Work item> Please copy every line of the records below that holds the word "types".
[Data provided]
use std::fmt;
use std::sync::Arc;

use tn_core::{AggregatedResult, AggregatorSettings, Error, Filter, NewsApiSettings, PageSource, Result};
use tracing::{debug, info, instrument, warn};

use crate::request::page_url;

/// Drives the pagination loop for one filter at a time.
///
/// Every call to [`Aggregator::collect_all`] owns its accumulator and counters,
/// so a single instance can serve any number of concurrent requests.
pub struct Aggregator {
    source: Arc<dyn PageSource>,
    api: NewsApiSettings,
    settings: AggregatorSettings,
}

impl Aggregator {
    pub fn new(source: Arc<dyn PageSource>, api: NewsApiSettings, settings: AggregatorSettings) -> Self {
        Self { source, api, settings }
    }

    pub async fn collect_by_category(&self, category: &str, country: &str) -> Result<AggregatedResult> {
        self.collect_all(&Filter::category(category, country)).await
    }

    pub async fn collect_by_genre(&self, genre: &str, country: &str) -> Result<AggregatedResult> {
        self.collect_all(&Filter::genre(genre, country)).await
    }

    /// Fetches pages 1, 2, .. until the articles seen reach the reported total.
    ///
    /// Any failed page discards everything collected so far. A page that adds
    /// nothing while results are still outstanding, or running past
    /// `max_pages`, ends the request with an error instead of looping.
    #[instrument(
        level = "info",
        skip_all,
        fields(field = filter.field(), value = %filter.value(), country = %filter.country())
    )]
    pub async fn collect_all(&self, filter: &Filter) -> Result<AggregatedResult> {
        filter.validate()?;

        let mut articles = Vec::new();
        let mut processed: u64 = 0;
        let mut page: u32 = 1;

        loop {
            let url = page_url(&self.api, filter, page);
            let fetched = self.source.fetch_page(&url).await.map_err(|e| {
                warn!(page, error = %e, "page fetch failed; abandoning aggregation");
                Error::UpstreamFetch {
                    field: filter.field(),
                    value: filter.value().to_string(),
                    page,
                    source: Box::new(e.redacted()),
                }
            })?;

            let total = fetched.total_results;
            let count = fetched.articles.len() as u64;
            processed += count;
            articles.extend(fetched.articles);
            debug!(page, count, processed, total, "page accumulated");

            if processed >= total {
                break;
            }
            if count == 0 {
                warn!(page, processed, total, "empty page with results outstanding");
                return Err(Error::StalledPagination { page, processed, total });
            }
            if page >= self.settings.max_pages {
                warn!(page, processed, total, "page limit reached");
                return Err(Error::PageLimitExceeded {
                    limit: self.settings.max_pages,
                    processed,
                    total,
                });
            }
            page += 1;
        }

        info!(pages = page, articles = articles.len(), "aggregation complete");
        Ok(AggregatedResult::new(articles))
    }
}

impl fmt::Debug for Aggregator {
    fn fmt(&self, f: &mut fmt::Formatter<'_>) -> fmt::Result {
        f.debug_struct("Aggregator")
            .field("api", &self.api)
            .field("settings", &self.settings)
            .finish()
    }
}
use tn_core::{Filter, NewsApiSettings};
use url::Url;

/// Builds `GET {base}/top-headlines?{category|q}=..&country=..&apiKey=..&page=n`.
pub fn page_url(settings: &NewsApiSettings, filter: &Filter, page: u32) -> Url {
    let mut url = settings.top_headlines_url();
    url.query_pairs_mut()
        .append_pair(filter.query_key(), filter.value())
        .append_pair("country", filter.country())
        .append_pair("apiKey", settings.api_key())
        .append_pair("page", &page.to_string());
    url
}

/// Renders a request URL for logs with the API key masked.
pub fn redact(url: &Url) -> String {
    let mut masked = url.clone();
    let pairs: Vec<(String, String)> = url
        .query_pairs()
        .map(|(k, v)| {
            let v = if k == "apiKey" { "<redacted>".to_string() } else { v.into_owned() };
            (k.into_owned(), v)
        })
        .collect();
    if pairs.is_empty() {
        return masked.to_string();
    }
    masked.query_pairs_mut().clear().extend_pairs(pairs);
    masked.to_string()
}
use std::sync::Arc;
use tn_newsapi::Aggregator;

pub struct AppState {
    pub aggregator: Arc<Aggregator>,
}
pub mod error;
pub mod settings;
pub mod source;
pub mod types;

pub use error::{Error, Result};
pub use settings::{AggregatorSettings, NewsApiSettings};
pub use source::PageSource;
pub use types::{AggregatedResult, ArticleRecord, ArticleSource, Filter, StoredArticle, UpstreamPage};

pub mod prelude {
    pub use super::{AggregatedResult, ArticleRecord, Error, Filter, PageSource, Result, UpstreamPage};
}
use async_trait::async_trait;
use url::Url;

use crate::types::UpstreamPage;
use crate::Result;

#[async_trait]
pub trait PageSource: Send + Sync {
    /// Fetch and decode a single page from a fully-formed request URL
    async fn fetch_page(&self, url: &Url) -> Result<UpstreamPage>;
}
[/Data provided]
Output of the exercise>
pub mod types;
pub use types::{AggregatedResult, ArticleRecord, ArticleSource, Filter, StoredArticle, UpstreamPage};
use crate::types::UpstreamPage;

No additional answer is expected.